[DATA LISTING]
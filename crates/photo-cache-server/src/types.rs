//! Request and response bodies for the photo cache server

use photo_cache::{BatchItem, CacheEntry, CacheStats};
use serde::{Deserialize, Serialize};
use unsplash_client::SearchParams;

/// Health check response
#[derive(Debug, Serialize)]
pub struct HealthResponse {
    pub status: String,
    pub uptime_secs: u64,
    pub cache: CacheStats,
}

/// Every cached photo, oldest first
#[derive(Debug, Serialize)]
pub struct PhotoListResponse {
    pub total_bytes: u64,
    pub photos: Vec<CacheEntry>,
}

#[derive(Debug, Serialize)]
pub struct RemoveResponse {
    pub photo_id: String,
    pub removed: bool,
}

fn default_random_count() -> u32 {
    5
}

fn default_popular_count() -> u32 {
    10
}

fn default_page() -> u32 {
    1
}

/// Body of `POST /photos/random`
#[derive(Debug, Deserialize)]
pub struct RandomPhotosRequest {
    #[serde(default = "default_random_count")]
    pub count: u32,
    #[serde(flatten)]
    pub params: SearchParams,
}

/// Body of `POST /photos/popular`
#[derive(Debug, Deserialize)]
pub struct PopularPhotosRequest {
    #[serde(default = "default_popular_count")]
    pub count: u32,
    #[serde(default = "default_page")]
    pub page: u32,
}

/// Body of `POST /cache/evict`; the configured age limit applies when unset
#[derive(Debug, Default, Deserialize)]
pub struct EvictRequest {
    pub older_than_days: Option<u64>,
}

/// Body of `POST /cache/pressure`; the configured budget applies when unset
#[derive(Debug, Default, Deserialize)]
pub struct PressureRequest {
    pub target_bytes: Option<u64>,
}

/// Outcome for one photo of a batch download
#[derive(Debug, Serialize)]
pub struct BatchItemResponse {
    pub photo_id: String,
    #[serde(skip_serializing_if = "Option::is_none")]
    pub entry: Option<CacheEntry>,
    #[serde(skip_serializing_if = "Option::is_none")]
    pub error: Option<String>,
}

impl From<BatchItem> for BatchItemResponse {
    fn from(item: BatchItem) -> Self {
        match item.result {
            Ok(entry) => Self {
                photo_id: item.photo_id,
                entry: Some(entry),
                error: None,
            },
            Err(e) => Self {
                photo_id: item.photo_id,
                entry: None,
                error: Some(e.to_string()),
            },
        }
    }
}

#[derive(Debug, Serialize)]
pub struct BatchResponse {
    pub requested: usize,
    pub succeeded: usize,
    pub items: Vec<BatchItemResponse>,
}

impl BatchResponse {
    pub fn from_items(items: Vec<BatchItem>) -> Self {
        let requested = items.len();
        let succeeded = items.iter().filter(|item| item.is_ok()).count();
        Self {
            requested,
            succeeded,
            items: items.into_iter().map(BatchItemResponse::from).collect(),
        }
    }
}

[ABOUT THIS TASK] Transcribe only, please, the lines from the first line of the records through the line with "pub struct EvictRequest". Both of those lines are included.

[SOLUTION FOR THIS TASK]
filename crates/photo-cache-server/src/types.rs
//! Request and response bodies for the photo cache server

use photo_cache::{BatchItem, CacheEntry, CacheStats};
use serde::{Deserialize, Serialize};
use unsplash_client::SearchParams;

/// Health check response
#[derive(Debug, Serialize)]
pub struct HealthResponse {
    pub status: String,
    pub uptime_secs: u64,
    pub cache: CacheStats,
}

/// Every cached photo, oldest first
#[derive(Debug, Serialize)]
pub struct PhotoListResponse {
    pub total_bytes: u64,
    pub photos: Vec<CacheEntry>,
}

#[derive(Debug, Serialize)]
pub struct RemoveResponse {
    pub photo_id: String,
    pub removed: bool,
}

fn default_random_count() -> u32 {
    5
}

fn default_popular_count() -> u32 {
    10
}

fn default_page() -> u32 {
    1
}

/// Body of `POST /photos/random`
#[derive(Debug, Deserialize)]
pub struct RandomPhotosRequest {
    #[serde(default = "default_random_count")]
    pub count: u32,
    #[serde(flatten)]
    pub params: SearchParams,
}

/// Body of `POST /photos/popular`
#[derive(Debug, Deserialize)]
pub struct PopularPhotosRequest {
    #[serde(default = "default_popular_count")]
    pub count: u32,
    #[serde(default = "default_page")]
    pub page: u32,
}

/// Body of `POST /cache/evict`; the configured age limit applies when unset
#[derive(Debug, Default, Deserialize)]
pub struct EvictRequest {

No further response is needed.